The home visit was three weeks later. I’d cleaned obsessively, bought fresh flowers. Stupid really - like flowers would prove I’m a good mum. She walked through the house, peered into their bedrooms that had been empty for two years already. Asked practical stuff - where would they sleep if contact resumed, how would I manage school runs from my flat.

What threw me was when she asked about my ex directly. “Tell me about James as a father.” I’d rehearsed staying neutral but it’s so hard when you know what he’s been doing to poison them against you. Managed to keep it factual - he was involved, they loved him, the split was difficult for everyone.

She interviewed the children separately. Never told me what they said but I can guess. Tom would have been nine then, Emma seven. Old enough to parrot whatever they’d been fed about mummy being the bad one.

The whole process took four months. Four bloody months for a report that recommended supervised contact only because “the children express anxiety about seeing their mother.” No mention of why they might feel that way or who planted that anxiety.

Helen seemed to believe she was being fair. Maybe she was, within the constraints of a broken system. But you can’t assess parental alienation in three meetings when it’s been carefully constructed over months of drip-drip poisoning.

Still, I kept hoping she’d see through it. Right up until I read that final report.

Christ, this takes me back. Mine was with a bloke called David in Manchester - same sterile room, same poker face when you’re pouring your heart out about your kids.

The bit about showing photos hit me hard. I did exactly the same thing - scrolling through birthdays and holidays like I was proving I existed as their dad. David barely glanced at them but kept scribbling in that bloody notepad.

My boys were eight and ten when they interviewed them. I know they would have said whatever their mum had coached them to say about me being scary or angry or whatever the story was that week. The CAFCASS officer seemed nice enough but like yours, didn’t seem to grasp how sophisticated parental alienation can be. How it’s not just “mummy/daddy is bad” but this subtle undermining that turns kids against you from the inside.

My report was similar - supervised contact because the children were “reluctant and anxious.” Took another two years of fighting before things started to turn around. But they did turn around. Helen might not have seen through it then, but truth has a way of surfacing eventually, especially as kids get older.

God, this brings back everything from my own assessment. Same sterile room, same poker face from the officer - mine was called David, and I swear he’d perfected that neutral expression that tells you absolutely nothing.

The bit about showing photos really got me. I did exactly the same thing - scrolling through my phone like a desperate man trying to prove I wasn’t the monster my ex had painted me as. Pictures of Priya at her school play, weekend trips to Brighton, bedtime cuddles. David nodded and scribbled but I could see he was just ticking boxes.

What kills me is how they assess something so complex in such a shallow way. My daughter was eight when she told the CAFCASS officer she felt “scared” of me - the same child who used to run into my arms every Friday. But there’s no box to tick for “systematic brainwashing by alienating parent” is there?

The cultural stuff made it even messier for me. Extended family kept asking why I couldn’t just “fix things” - as if CAFCASS assessments and parental alienation are problems you solve with a family meeting and some mithai.

Two years on and I’m still unpicking that report. Still wondering what Priya actually said in that room.
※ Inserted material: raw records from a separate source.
use diesel::prelude::*;
use uuid::Uuid;

use crate::{
    db::enums::{EvaluationKind, MentorshipStatus},
    db::models::certificate::{Certificate, NewCertificate},
    db::models::evaluation::{Evaluation, NewEvaluation},
    db::repositories::certificates::CertificatesRepo,
    db::repositories::evaluations::EvaluationsRepo,
    db::repositories::mentorships::MentorshipsRepo,
    db::repositories::programs::ProgramsRepo,
    error::AppError,
    notifications::{NotificationEvent, Notifier},
    validation,
};

/// Deterministic composition of issue date and mentorship id. Globally
/// unique because each mentorship carries at most one certificate and the
/// number column is itself uniquely indexed.
pub fn certificate_number(mentorship_id: Uuid, issued_at: chrono::DateTime<chrono::Utc>) -> String {
    format!(
        "MC-{}-{}",
        issued_at.format("%Y%m%d"),
        mentorship_id.simple()
    )
}

pub struct EvaluationsService;

impl EvaluationsService {
    /// Accepts one evaluation per (mentorship, checkpoint, evaluator).
    /// The second submission from the same evaluator is rejected as a
    /// duplicate, backed by the unique index.
    pub fn submit(
        conn: &mut PgConnection,
        notifier: &Notifier,
        mentorship_id: Uuid,
        req: &crate::routes::evaluations::SubmitEvaluationRequest,
    ) -> Result<Evaluation, AppError> {
        validation::evaluation::validate_ratings(&[
            req.rating,
            req.communication_rating,
            req.helpfulness_rating,
        ])?;

        let mentorship = MentorshipsRepo::find_by_id(conn, mentorship_id)?
            .ok_or_else(|| AppError::not_found("mentorship"))?;
        if !matches!(
            mentorship.status,
            MentorshipStatus::Active | MentorshipStatus::Completed
        ) {
            return Err(AppError::precondition(
                "evaluations are accepted only on active or completed mentorships",
            ));
        }
        let is_mentor = if req.evaluator_id == mentorship.mentor_id {
            true
        } else if req.evaluator_id == mentorship.mentee_id {
            false
        } else {
            return Err(AppError::precondition(
                "evaluator is not a participant in this mentorship",
            ));
        };

        if EvaluationsRepo::exists_for(conn, mentorship_id, req.kind, req.evaluator_id)? {
            return Err(AppError::precondition(
                "evaluator already submitted an evaluation for this checkpoint",
            ));
        }

        let program_id = ProgramsRepo::find_by_mentorship(conn, mentorship_id)?.map(|p| p.id);
        let evaluation = EvaluationsRepo::insert(
            conn,
            &NewEvaluation {
                mentorship_id,
                program_id,
                kind: req.kind,
                evaluator_id: req.evaluator_id,
                is_mentor,
                rating: req.rating,
                communication_rating: req.communication_rating,
                helpfulness_rating: req.helpfulness_rating,
                feedback: req.feedback.clone(),
            },
        )
        .map_err(|e| {
            AppError::on_unique_violation(
                e,
                AppError::precondition(
                    "evaluator already submitted an evaluation for this checkpoint",
                ),
            )
        })?;

        notifier.publish(NotificationEvent::EvaluationSubmitted {
            mentorship_id,
            evaluator_id: req.evaluator_id,
        });
        Ok(evaluation)
    }

    pub fn list_by_mentorship(
        conn: &mut PgConnection,
        mentorship_id: Uuid,
    ) -> Result<Vec<Evaluation>, AppError> {
        let _mentorship = MentorshipsRepo::find_by_id(conn, mentorship_id)?
            .ok_or_else(|| AppError::not_found("mentorship"))?;
        let list = EvaluationsRepo::list_by_mentorship(conn, mentorship_id)?;
        Ok(list)
    }

    /// Issues the one certificate a COMPLETED mentorship is entitled to.
    /// Gated on status, and issued at most once: the certificate row, its
    /// number, and the mentorship's certificate_id column are all
    /// write-once, inside one transaction.
    pub fn issue_certificate(
        conn: &mut PgConnection,
        notifier: &Notifier,
        mentorship_id: Uuid,
    ) -> Result<Certificate, AppError> {
        let mentorship = MentorshipsRepo::find_by_id(conn, mentorship_id)?
            .ok_or_else(|| AppError::not_found("mentorship"))?;
        if mentorship.status != MentorshipStatus::Completed {
            return Err(AppError::precondition(
                "certificates are issued only for completed mentorships",
            ));
        }
        if mentorship.certificate_id.is_some()
            || CertificatesRepo::find_by_mentorship(conn, mentorship_id)?.is_some()
        {
            return Err(AppError::conflict_with_code(
                "certificate already issued for this mentorship",
                None,
                "CERTIFICATE_EXISTS",
            ));
        }

        let issued_at = chrono::Utc::now();
        let number = certificate_number(mentorship_id, issued_at);
        let certificate = conn.transaction::<Certificate, AppError, _>(|tx| {
            let certificate = CertificatesRepo::insert(
                tx,
                &NewCertificate {
                    mentorship_id,
                    certificate_number: number.clone(),
                    issued_at,
                },
            )
            .map_err(|e| {
                AppError::on_unique_violation(
                    e,
                    AppError::conflict_with_code(
                        "certificate already issued for this mentorship",
                        None,
                        "CERTIFICATE_EXISTS",
                    ),
                )
            })?;
            let linked =
                MentorshipsRepo::link_certificate_once(tx, mentorship_id, certificate.id)?;
            if linked == 0 {
                // lost the race after the read above; roll the insert back
                return Err(AppError::conflict_with_code(
                    "certificate already issued for this mentorship",
                    None,
                    "CERTIFICATE_EXISTS",
                ));
            }
            Ok(certificate)
        })?;

        notifier.publish(NotificationEvent::CertificateIssued {
            mentorship_id,
            certificate_number: certificate.certificate_number.clone(),
        });
        tracing::info!(mentorship_id = %mentorship_id,
            certificate_number = %certificate.certificate_number, "certificate issued");
        Ok(certificate)
    }
}

#[cfg(test)]
mod tests {
    use super::*;

    #[test]
    fn certificate_numbers_embed_date_and_mentorship() {
        let id = Uuid::new_v4();
        let issued = chrono::DateTime::parse_from_rfc3339("2026-03-02T10:00:00Z")
            .expect("valid timestamp")
            .with_timezone(&chrono::Utc);
        let number = certificate_number(id, issued);
        assert!(number.starts_with("MC-20260302-"));
        assert!(number.ends_with(&id.simple().to_string()));
    }

    #[test]
    fn distinct_mentorships_get_distinct_numbers() {
        let issued = chrono::Utc::now();
        let a = certificate_number(Uuid::new_v4(), issued);
        let b = certificate_number(Uuid::new_v4(), issued);
        assert_ne!(a, b);
    }

    #[test]
    fn number_is_deterministic_for_fixed_inputs() {
        let id = Uuid::new_v4();
        let issued = chrono::Utc::now();
        assert_eq!(certificate_number(id, issued), certificate_number(id, issued));
    }
}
This takes me right back. My CAFCASS officer was called Sarah and I remember that same sterile room feeling - like they’d stuck up those drawings to make it look child-friendly but it just felt cold.
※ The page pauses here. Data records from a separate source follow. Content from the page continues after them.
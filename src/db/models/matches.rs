use crate::db::enums::MatchStatus;
use diesel::prelude::*;
use serde::{Deserialize, Serialize};
use uuid::Uuid;

/// A scored, approvable pairing of one mentor and one mentee within a
/// cycle. (cycle_id, mentor_id, mentee_id) is unique, which is what makes
/// repeated matching runs idempotent.
#[derive(Queryable, Selectable, Serialize, Deserialize, Clone, Debug)]
#[diesel(table_name = crate::schema::matches)]
#[diesel(check_for_backend(diesel::pg::Pg))]
pub struct Match {
    pub id: Uuid,
    pub cycle_id: Uuid,
    pub mentor_id: Uuid,
    pub mentee_id: Uuid,
    pub match_score: i32,
    pub skill_match: i32,
    pub industry_relevance: i32,
    pub availability_match: i32,
    pub communication_match: i32,
    pub personality_fit: i32,
    pub status: MatchStatus,
    pub mentor_approved: bool,
    pub mentee_approved: bool,
    pub created_at: chrono::DateTime<chrono::Utc>,
    pub updated_at: chrono::DateTime<chrono::Utc>,
}

impl Match {
    pub fn is_participant(&self, user_id: Uuid) -> bool {
        self.mentor_id == user_id || self.mentee_id == user_id
    }
}

#[derive(Insertable)]
#[diesel(table_name = crate::schema::matches)]
pub struct NewMatch {
    pub cycle_id: Uuid,
    pub mentor_id: Uuid,
    pub mentee_id: Uuid,
    pub match_score: i32,
    pub skill_match: i32,
    pub industry_relevance: i32,
    pub availability_match: i32,
    pub communication_match: i32,
    pub personality_fit: i32,
    pub status: MatchStatus,
    pub mentor_approved: bool,
    pub mentee_approved: bool,
}

/// Result of one pair in a matching run: the row plus whether this run
/// created it or found it already present.
#[derive(Serialize, Clone, Debug)]
pub struct MatchOutcome {
    #[serde(flatten)]
    pub record: Match,
    pub created: bool,
}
The worst bit for me was that question about my ex too. How do you explain years of subtle undermining without sounding bitter? I tried so hard to stay neutral but inside I was screaming “Ask them why my daughter flinches when she hears my name!”

My report took five months and said almost exactly the same thing - the children “expressed reluctance” to see me. No exploration of where that reluctance came from. It’s like they document the symptoms but never dig into the cause. I know Sarah was probably doing her best within the system, but it felt like being diagnosed with a broken leg while everyone ignored the person holding the hammer.

The supervised contact recommendation stung the most because it felt like being labelled the dangerous one when you’re actually the victim. But I did those sessions anyway, every single one, because it was better than nothing.